(ChemotherapyAdvisor) – Percutaneous irreversible electroporation (IRE) is feasible and safe in patients with locally advanced pancreatic adenocarcinoma, with two of eight patients with unresectable disease achieving a margin-negative resection, according to a study presented during the Society of Interventional Radiology’s 37th Annual Scientific Meeting in San Francisco, CA, USA, on March 26.
IRE is performed using the NanoKnife System (AngioDynamics, Latham, NY) which has received clearance from the U.S. Food and Drug Administration for the surgical ablation of soft tissue. Previously, IRE has been successful in treating primary and metastatic liver cancer and is now in the first stages of implementation as a treatment for pancreatic cancer.
The investigators reviewed records of eight patients who had undergone percutaneous ablation of pancreatic tumors using IRE between December 2010 and September 2011. Median age was 53 years (range 51–72), median time from diagnosis to IRE was 8.8 months (range 2.4–29.2), and median tumor size was 2.8cm (range 2.5–6.8). All patients had received chemotherapy and seven, prior radiation; median lines of prior therapies was two (range 1–4).
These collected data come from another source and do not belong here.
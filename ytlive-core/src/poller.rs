use std::time::Duration;

use tokio::sync::broadcast;
use tokio::task::JoinHandle;
use tracing::{debug, info, warn};

use crate::api::BroadcastApi;
use crate::error::PollError;
use crate::sync::SyncEngine;

pub struct PollerHandle {
    cancel_tx: broadcast::Sender<()>,
    join: JoinHandle<()>,
}

impl PollerHandle {
    pub async fn stop(self) -> Result<(), PollError> {
        let _ = self.cancel_tx.send(());
        self.join.await.map_err(PollError::from)
    }
}

/// Refresh broadcast status and stream health every `interval` until stopped.
///
/// A failed refresh is logged and retried on the next tick; the previous
/// cache content stays in place meanwhile.
pub fn spawn_feedback_poller<A>(engine: SyncEngine<A>, interval: Duration) -> PollerHandle
where
    A: BroadcastApi + 'static,
{
    let (cancel_tx, mut cancel_rx) = broadcast::channel(1);
    let join = tokio::spawn(async move {
        let mut ticker = tokio::time::interval(interval);
        ticker.set_missed_tick_behavior(tokio::time::MissedTickBehavior::Skip);

        loop {
            tokio::select! {
                _ = cancel_rx.recv() => {
                    info!("feedback poller shutdown requested");
                    break;
                }
                _ = ticker.tick() => {
                    match engine.refresh().await {
                        Ok(()) => debug!("feedbacks refreshed"),
                        Err(err) => warn!(error = %err, "failed to refresh feedbacks"),
                    }
                }
            }
        }
    });

    PollerHandle { cancel_tx, join }
}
Immediate and 24-hour postprocedure CT with contrast demonstrated patent vasculature in the treatment zone in all patients. Two patients underwent surgery four and five months after IRE, respectively. Both had margin-negative resections and one had a pathologic complete response. Both remain disease-free at two and six months after resection, respectively.
Among the six remaining patients, two were lost to follow-up and one had progressive disease after three months; one had a negative follow-up PET scan and surgery was planned. The two remaining patients are under follow-up to determine resectability. Complications included spontaneous pneumothorax during anesthesia (n=1) and pancreatitis (n=1); both patients recovered completely.